Computex, the biggest IT show in Asia, attracted 130,000 visitors to Taipei. An incredible amount of hardware was on display and, when mixed with the stifling heat and humidity of Taiwan in June, it is pretty overwhelming.


But while it is true there was some impressive kit on show, I couldn’t help noticing there wasn’t a great deal in the way of true innovation on display. ATi unveiled its CrossFire dual graphics, but that’s a reaction to nVidia’s SLI, which is itself a hark back to ATi’s own Rage Fury MAXX and, before that, Voodoo 2 SLI way back in 1998.

Granted, Computex is more of a component manufacturers’ event than a consumer electronics show. But that does not justify why so many of the pieces of hardware on show both looked and felt so cheap.

One of Samsung’s vice presidents recently told me that if you want to lose money these days, the best way to do it is start an airline, and the next best way is to get into the computer business. He had his tongue partially in his cheek: Samsung made $10 billion net profit last year. But most of that profit was in mobile phones, not computers. The computer industry is so cut-throat that it is very difficult for all but the biggest players to compete on anything but price.
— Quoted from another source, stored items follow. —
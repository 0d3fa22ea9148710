use gloo::net::http::Request;
use serde::Serialize;
use wasm_bindgen_futures::spawn_local;

#[derive(Debug, Serialize)]
struct LogRequest {
    level: String,
    message: String,
    component: Option<String>,
}

#[derive(Debug, Clone, Copy, PartialEq, Eq)]
pub enum LogLevel {
    Debug,
    Info,
    Warn,
    Error,
}

impl LogLevel {
    fn as_str(&self) -> &'static str {
        match self {
            LogLevel::Debug => "debug",
            LogLevel::Info => "info",
            LogLevel::Warn => "warn",
            LogLevel::Error => "error",
        }
    }
}

/// Browser console logger, optionally forwarding records to the backend.
#[derive(Clone, Default, PartialEq)]
pub struct Logger {
    endpoint: Option<String>,
}

impl Logger {
    pub fn new(endpoint: Option<String>) -> Self {
        Self { endpoint }
    }

    pub fn debug_with_component(&self, component: &str, message: &str) {
        self.log(LogLevel::Debug, message, Some(component));
    }

    pub fn info_with_component(&self, component: &str, message: &str) {
        self.log(LogLevel::Info, message, Some(component));
    }

    pub fn warn_with_component(&self, component: &str, message: &str) {
        self.log(LogLevel::Warn, message, Some(component));
    }

    pub fn error_with_component(&self, component: &str, message: &str) {
        self.log(LogLevel::Error, message, Some(component));
    }

    fn log(&self, level: LogLevel, message: &str, component: Option<&str>) {
        let line = format_line(level, message, component);
        match level {
            LogLevel::Debug => gloo::console::debug!(line),
            LogLevel::Info => gloo::console::info!(line),
            LogLevel::Warn => gloo::console::warn!(line),
            LogLevel::Error => gloo::console::error!(line),
        }

        let Some(endpoint) = self.endpoint.clone() else {
            return;
        };
        let request = LogRequest {
            level: level.as_str().to_string(),
            message: message.to_string(),
            component: component.map(str::to_string),
        };

        // Fire and forget; a failed forward must not log again.
        spawn_local(async move {
            if let Ok(request) = Request::post(&endpoint).json(&request) {
                let _ = request.send().await;
            }
        });
    }
}

fn format_line(level: LogLevel, message: &str, component: Option<&str>) -> String {
    match component {
        Some(component) => format!("[{}] {}: {}", level.as_str(), component, message),
        None => format!("[{}] {}", level.as_str(), message),
    }
}
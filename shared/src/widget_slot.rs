use tracing::debug;

/// A rendered widget that holds on to resources until destroyed.
pub trait Widget {
    fn destroy(&mut self);
}

/// Owns at most one live widget.
///
/// Replacing destroys the current widget before the next one is built, so two
/// never render into the same target at once. Dropping the slot destroys
/// whatever is still live.
pub struct WidgetSlot<W: Widget> {
    name: &'static str,
    current: Option<W>,
}

impl<W: Widget> WidgetSlot<W> {
    pub fn new(name: &'static str) -> Self {
        Self {
            name,
            current: None,
        }
    }

    pub fn replace(&mut self, build: impl FnOnce() -> W) -> &mut W {
        if let Some(mut previous) = self.current.take() {
            debug!(slot = self.name, "destroying previous widget");
            previous.destroy();
        }
        self.current.insert(build())
    }

    pub fn clear(&mut self) {
        if let Some(mut previous) = self.current.take() {
            debug!(slot = self.name, "clearing widget");
            previous.destroy();
        }
    }

    pub fn get(&self) -> Option<&W> {
        self.current.as_ref()
    }

    pub fn is_live(&self) -> bool {
        self.current.is_some()
    }
}

impl<W: Widget> Drop for WidgetSlot<W> {
    fn drop(&mut self) {
        self.clear();
    }
}
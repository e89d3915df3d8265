//! Chart Viewer Widget
//! Central panel laying the report figures out two rows by two columns.

use crate::charts::{ChartPlotter, Figure};
use egui::{RichText, ScrollArea};

const CHART_SPACING: f32 = 15.0;
const MIN_CARD_HEIGHT: f32 = 280.0;

/// Central chart grid. Holds whatever the report builder last produced.
pub struct ChartViewer {
    figures: Vec<Figure>,
}

impl Default for ChartViewer {
    fn default() -> Self {
        Self {
            figures: Vec::new(),
        }
    }
}

impl ChartViewer {
    pub fn new() -> Self {
        Self::default()
    }

    pub fn set_figures(&mut self, figures: Vec<Figure>) {
        self.figures = figures;
    }

    pub fn clear(&mut self) {
        self.figures.clear();
    }

    pub fn figures(&self) -> &[Figure] {
        &self.figures
    }

    /// Draw the 2x2 chart grid, or a hint while there is nothing to show.
    pub fn show(&self, ui: &mut egui::Ui) {
        if self.figures.is_empty() {
            ui.centered_and_justified(|ui| {
                ui.label(
                    RichText::new("Pick a report type — and a year for yearly statistics")
                        .size(16.0),
                );
            });
            return;
        }

        let avail = ui.available_size();
        let card_width = ((avail.x - CHART_SPACING * 3.0) / 2.0).max(320.0);
        let card_height = ((avail.y - CHART_SPACING * 3.0) / 2.0).max(MIN_CARD_HEIGHT);

        ScrollArea::vertical()
            .auto_shrink([false, false])
            .show(ui, |ui| {
                for (row_idx, row) in self.figures.chunks(2).enumerate() {
                    ui.horizontal(|ui| {
                        for (col_idx, figure) in row.iter().enumerate() {
                            let panel_idx = row_idx * 2 + col_idx;
                            Self::draw_card(ui, figure, panel_idx, card_width, card_height);
                            ui.add_space(CHART_SPACING);
                        }
                    });
                    ui.add_space(CHART_SPACING);
                }
            });
    }

    fn draw_card(ui: &mut egui::Ui, figure: &Figure, panel_idx: usize, width: f32, height: f32) {
        egui::Frame::none()
            .rounding(8.0)
            .stroke(egui::Stroke::new(1.0, ui.visuals().widgets.noninteractive.bg_stroke.color))
            .fill(ui.visuals().widgets.noninteractive.bg_fill)
            .inner_margin(12.0)
            .show(ui, |ui| {
                ui.set_width(width - 24.0);
                ui.vertical(|ui| {
                    ui.label(RichText::new(&figure.title).size(14.0).strong());
                    ui.add_space(6.0);
                    ChartPlotter::draw_figure(
                        ui,
                        &format!("report_panel_{panel_idx}"),
                        figure,
                        height - 60.0,
                    );
                });
            });
    }
}
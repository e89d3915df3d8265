//! Report Builder Module
//! Turns the current dropdown selection into zero or four chart figures.

use crate::charts::{
    BarData, BarGroupSeries, Figure, FigureKind, GroupedBarData, LineData, PieData,
};
use crate::data::queries;
use polars::prelude::*;
use rayon::prelude::*;
use std::cmp::Ordering;
use thiserror::Error;

/// Year range offered by the year dropdown.
pub const FIRST_YEAR: i32 = 1980;
pub const LAST_YEAR: i32 = 2023;

#[derive(Debug, Clone, Copy, PartialEq, Eq)]
pub enum ReportKind {
    Yearly,
    Recession,
}

impl ReportKind {
    pub const ALL: [ReportKind; 2] = [ReportKind::Yearly, ReportKind::Recession];

    pub fn label(&self) -> &'static str {
        match self {
            ReportKind::Yearly => "Yearly Statistics",
            ReportKind::Recession => "Recession Period Statistics",
        }
    }
}

/// Current dropdown state.
#[derive(Debug, Clone, Copy, Default, PartialEq, Eq)]
pub struct Selection {
    pub report: Option<ReportKind>,
    pub year: Option<i32>,
}

impl Selection {
    /// The year dropdown is live only in yearly mode.
    pub fn year_selector_enabled(&self) -> bool {
        self.report == Some(ReportKind::Yearly)
    }
}

#[derive(Error, Debug)]
pub enum ReportError {
    #[error("report query failed: {0}")]
    Query(#[from] PolarsError),
}

/// Build the panels for the current selection: four for a recession
/// report, four for a yearly report with a chosen year, none otherwise.
pub fn build_report(df: &DataFrame, selection: Selection) -> Result<Vec<Figure>, ReportError> {
    match (selection.report, selection.year) {
        (Some(ReportKind::Recession), _) => recession_report(df),
        (Some(ReportKind::Yearly), Some(year)) => yearly_report(df, year),
        _ => Ok(Vec::new()),
    }
}

#[derive(Clone, Copy)]
enum RecessionPanel {
    SalesTrend,
    SalesByType,
    AdSpendShare,
    UnemploymentImpact,
}

fn recession_report(df: &DataFrame) -> Result<Vec<Figure>, ReportError> {
    // Every panel derives from the recession rows only
    let recession = queries::recession_rows(df)?;

    let panels = [
        RecessionPanel::SalesTrend,
        RecessionPanel::SalesByType,
        RecessionPanel::AdSpendShare,
        RecessionPanel::UnemploymentImpact,
    ];

    panels
        .par_iter()
        .map(|panel| build_recession_panel(&recession, *panel))
        .collect()
}

fn build_recession_panel(
    recession: &DataFrame,
    panel: RecessionPanel,
) -> Result<Figure, ReportError> {
    match panel {
        RecessionPanel::SalesTrend => {
            let rows = queries::mean_sales_by_year(recession)?;
            Ok(Figure {
                title: "Average Automobile Sales fluctuation over Recession Period".to_string(),
                x_label: queries::COL_YEAR.to_string(),
                y_label: queries::COL_SALES.to_string(),
                kind: FigureKind::Line(LineData {
                    points: rows.iter().map(|&(y, v)| [y as f64, v]).collect(),
                    x_ticks: None,
                }),
            })
        }
        RecessionPanel::SalesByType => {
            let rows = queries::mean_sales_by_vehicle_type(recession)?;
            Ok(Figure {
                title: "Average Number of Vehicles Sold By Vehicle Type".to_string(),
                x_label: queries::COL_VEHICLE_TYPE.to_string(),
                y_label: queries::COL_SALES.to_string(),
                kind: FigureKind::Bar(bar_from_pairs(rows)),
            })
        }
        RecessionPanel::AdSpendShare => {
            let rows = queries::total_ad_spend_by_vehicle_type(recession)?;
            Ok(Figure {
                title: "Advertising Expenditure by Vehicle Type".to_string(),
                x_label: String::new(),
                y_label: String::new(),
                kind: FigureKind::Pie(PieData::from_pairs(rows)),
            })
        }
        RecessionPanel::UnemploymentImpact => {
            let rows = queries::mean_sales_by_unemployment_and_type(recession)?;
            Ok(Figure {
                title: "Effect of Unemployment Rate on Vehicle Type and Sales".to_string(),
                x_label: queries::COL_UNEMPLOYMENT.to_string(),
                y_label: queries::COL_SALES.to_string(),
                kind: FigureKind::GroupedBar(grouped_bar_from_rows(&rows)),
            })
        }
    }
}

#[derive(Clone, Copy)]
enum YearlyPanel {
    AnnualTrend,
    MonthlyTotals,
    TypeAverages,
    AdSpendShare,
}

fn yearly_report(df: &DataFrame, year: i32) -> Result<Vec<Figure>, ReportError> {
    let year_rows = queries::rows_for_year(df, year)?;

    let panels = [
        YearlyPanel::AnnualTrend,
        YearlyPanel::MonthlyTotals,
        YearlyPanel::TypeAverages,
        YearlyPanel::AdSpendShare,
    ];

    panels
        .par_iter()
        .map(|panel| build_yearly_panel(df, &year_rows, year, *panel))
        .collect()
}

fn build_yearly_panel(
    df: &DataFrame,
    year_rows: &DataFrame,
    year: i32,
    panel: YearlyPanel,
) -> Result<Figure, ReportError> {
    match panel {
        // The two trend panels deliberately read the full dataset
        YearlyPanel::AnnualTrend => {
            let rows = queries::mean_sales_by_year(df)?;
            Ok(Figure {
                title: "Automobile Sales".to_string(),
                x_label: queries::COL_YEAR.to_string(),
                y_label: queries::COL_SALES.to_string(),
                kind: FigureKind::Line(LineData {
                    points: rows.iter().map(|&(y, v)| [y as f64, v]).collect(),
                    x_ticks: None,
                }),
            })
        }
        YearlyPanel::MonthlyTotals => {
            let rows = queries::total_sales_by_month(df)?;
            let (months, totals): (Vec<String>, Vec<f64>) = rows.into_iter().unzip();
            Ok(Figure {
                title: "Total Monthly Automobile Sales".to_string(),
                x_label: queries::COL_MONTH.to_string(),
                y_label: queries::COL_SALES.to_string(),
                kind: FigureKind::Line(LineData {
                    points: totals
                        .iter()
                        .enumerate()
                        .map(|(i, &v)| [i as f64, v])
                        .collect(),
                    x_ticks: Some(months),
                }),
            })
        }
        YearlyPanel::TypeAverages => {
            let rows = queries::mean_sales_by_vehicle_type(year_rows)?;
            Ok(Figure {
                title: format!("Average Vehicles Sold by Vehicle Type in the year {year}"),
                x_label: queries::COL_VEHICLE_TYPE.to_string(),
                y_label: queries::COL_SALES.to_string(),
                kind: FigureKind::Bar(bar_from_pairs(rows)),
            })
        }
        YearlyPanel::AdSpendShare => {
            let rows = queries::total_ad_spend_by_vehicle_type(year_rows)?;
            Ok(Figure {
                title: "Advertising Expenditure by Vehicle Type".to_string(),
                x_label: String::new(),
                y_label: String::new(),
                kind: FigureKind::Pie(PieData::from_pairs(rows)),
            })
        }
    }
}

fn bar_from_pairs(rows: Vec<(String, f64)>) -> BarData {
    let (categories, values) = rows.into_iter().unzip();
    BarData { categories, values }
}

/// Pivot (rate, type, value) rows into one bar series per vehicle type,
/// aligned on the sorted distinct rates.
fn grouped_bar_from_rows(rows: &[(f64, String, f64)]) -> GroupedBarData {
    let mut rates: Vec<f64> = rows.iter().map(|r| r.0).collect();
    rates.sort_by(|a, b| a.partial_cmp(b).unwrap_or(Ordering::Equal));
    rates.dedup_by(|a, b| (*a - *b).abs() < 1e-9);

    let mut types: Vec<String> = rows.iter().map(|r| r.1.clone()).collect();
    types.sort();
    types.dedup();

    let series = types
        .iter()
        .map(|ty| BarGroupSeries {
            name: ty.clone(),
            values: rates
                .iter()
                .map(|&rate| {
                    rows.iter()
                        .find(|(r, t, _)| t == ty && (r - rate).abs() < 1e-9)
                        .map(|&(_, _, v)| v)
                })
                .collect(),
        })
        .collect();

    GroupedBarData {
        slots: rates.iter().map(|r| format!("{r}")).collect(),
        series,
    }
}

#[cfg(test)]
mod tests {
    use super::*;
    use crate::data::queries::{
        COL_AD_SPEND, COL_MONTH, COL_RECESSION, COL_SALES, COL_UNEMPLOYMENT, COL_VEHICLE_TYPE,
        COL_YEAR,
    };

    fn sample_frame() -> DataFrame {
        df!(
            COL_YEAR => [1980i64, 1980, 1981, 1981, 1982, 1982],
            COL_MONTH => ["Jan", "Feb", "Jan", "Mar", "Dec", "Jan"],
            COL_VEHICLE_TYPE => [
                "Supperminicar",
                "Sports",
                "Supperminicar",
                "Executivecar",
                "Sports",
                "Supperminicar",
            ],
            COL_SALES => [100.0, 200.0, 300.0, 400.0, 500.0, 600.0],
            COL_AD_SPEND => [10.0, 20.0, 30.0, 40.0, 50.0, 60.0],
            COL_UNEMPLOYMENT => [5.0, 5.0, 4.0, 4.0, 3.0, 3.0],
            COL_RECESSION => [1i64, 1, 0, 0, 0, 1],
        )
        .expect("sample frame")
    }

    fn select(report: Option<ReportKind>, year: Option<i32>) -> Selection {
        Selection { report, year }
    }

    #[test]
    fn recession_report_has_four_panels_from_recession_rows_only() {
        let figures =
            build_report(&sample_frame(), select(Some(ReportKind::Recession), None)).unwrap();
        assert_eq!(figures.len(), 4);

        // Recession rows cover 1980 (twice) and 1982: two trend points
        let FigureKind::Line(trend) = &figures[0].kind else {
            panic!("first panel should be the sales trend line");
        };
        assert_eq!(trend.points.len(), 2);
        assert_eq!(trend.points[0], [1980.0, 150.0]);
        assert_eq!(trend.points[1], [1982.0, 600.0]);

        assert!(matches!(figures[1].kind, FigureKind::Bar(_)));
        assert!(matches!(figures[2].kind, FigureKind::Pie(_)));
        assert!(matches!(figures[3].kind, FigureKind::GroupedBar(_)));
    }

    #[test]
    fn yearly_report_mixes_full_and_year_filtered_panels() {
        let figures =
            build_report(&sample_frame(), select(Some(ReportKind::Yearly), Some(1981))).unwrap();
        assert_eq!(figures.len(), 4);

        // Annual trend spans the full dataset, not just 1981
        let FigureKind::Line(trend) = &figures[0].kind else {
            panic!("first panel should be the annual trend line");
        };
        assert_eq!(trend.points.len(), 3);

        // Type breakdown is restricted to the chosen year
        let FigureKind::Bar(bars) = &figures[2].kind else {
            panic!("third panel should be the type breakdown bar");
        };
        assert_eq!(
            bars.categories,
            vec!["Executivecar".to_string(), "Supperminicar".to_string()]
        );
        assert_eq!(bars.values, vec![400.0, 300.0]);
        assert!(figures[2].title.contains("1981"));

        // Ad spend pie is restricted to the chosen year
        let FigureKind::Pie(pie) = &figures[3].kind else {
            panic!("fourth panel should be the ad spend pie");
        };
        let total: f64 = pie.slices.iter().map(|s| s.value).sum();
        assert_eq!(total, 70.0); // 30 + 40 from the 1981 rows
    }

    #[test]
    fn incomplete_selections_yield_no_panels() {
        let df = sample_frame();
        assert!(build_report(&df, select(None, None)).unwrap().is_empty());
        assert!(build_report(&df, select(None, Some(1981))).unwrap().is_empty());
        assert!(build_report(&df, select(Some(ReportKind::Yearly), None))
            .unwrap()
            .is_empty());
    }

    #[test]
    fn year_selector_follows_report_kind() {
        assert!(select(Some(ReportKind::Yearly), None).year_selector_enabled());
        assert!(!select(Some(ReportKind::Recession), None).year_selector_enabled());
        assert!(!select(None, None).year_selector_enabled());
    }

    #[test]
    fn grouped_bar_aligns_series_on_rate_slots() {
        let rows = vec![
            (3.0, "Sports".to_string(), 500.0),
            (3.0, "Supperminicar".to_string(), 600.0),
            (5.0, "Supperminicar".to_string(), 150.0),
        ];
        let grouped = grouped_bar_from_rows(&rows);
        assert_eq!(grouped.slots, vec!["3".to_string(), "5".to_string()]);
        assert_eq!(grouped.series.len(), 2);
        let sports = &grouped.series[0];
        assert_eq!(sports.name, "Sports");
        assert_eq!(sports.values, vec![Some(500.0), None]);
        let mini = &grouped.series[1];
        assert_eq!(mini.values, vec![Some(600.0), Some(150.0)]);
    }
}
PC vendors routinely work on profits of 5 per cent; in other words, they will make £35 when they sell you a £700 PC. As soon as there is a problem with it under warranty, that margin evaporates.

The tiny profits in the PC industry mean that, however interesting the concepts a designer comes up with, those ideas are likely to be realised in a piece of PC hardware that looks good from a distance, less so close up, and falls over completely when you realise the brushed aluminium is paper-thin or, more often, aluminium-effect plastic. This happened to me several times in Taipei.

It wasn’t until I was actually leaving Taiwan that I happened upon a computer that really knocked my socks off, both for its technology and its design. Waiting in Taipei Chiang Kai-Shek international airport, thoroughly bored, I walked past the sparse row of shops before the departure gates and saw Sony’s new PSP (PlayStation Portable) handheld game console, due to hit these shores in September. With an hour and a half still to wait for my flight, I handed over my credit card and asked the assistant to charge it for me behind the counter. After an hour I picked it up and was so amazed and engrossed by it, I nearly missed my flight. The PSP is amazing; it gives you hardware with the power of a full-size arcade machine or PC of maybe four years ago. And it is beautiful both to look at and touch; it is like a mock-up prop from a science-fiction film, but it is real.

And all this from a device that, with the current exchange rate, cost me about £155: in UK shops, it will be about £180. There is no way that Sony is making money on the hardware itself. You only have to look at the cost of Windows Portable Media Center-based devices from the likes of iRiver and Creative to see this. The only aspect of their hardware that surpasses the PSP is their large hard disks. Their screens are notably inferior, but they still cost about £200 more than the PSP.

So for a relatively tiny amount of money, Sony has produced a near-flawless, beautifully built device that brings out the techno fetishist in everyone who sees it. The enabling factor is obvious: the licensing fees from the games are where its profits will lie. But the PC industry, with its unlicensed hardware model, cannot pull off the same trick. Can it pull itself up by its bootstraps and avoid spiralling into the abyss of ever-slimmer margins and built-to-the-bottom-line hardware? Possibly. When I met him a few months ago, VIA’s president Wenchi Chen mentioned Apple several times with something akin to envy in his voice: the word wouldesign’ put a glimmer in his eye. Samsung is thinking along similar lines, with an aim to move from a commodity manufacturer into the realm of a high-performance, design-focused, high-margin company. They want to make money, bless them, and they will do it by making devices people will pay for.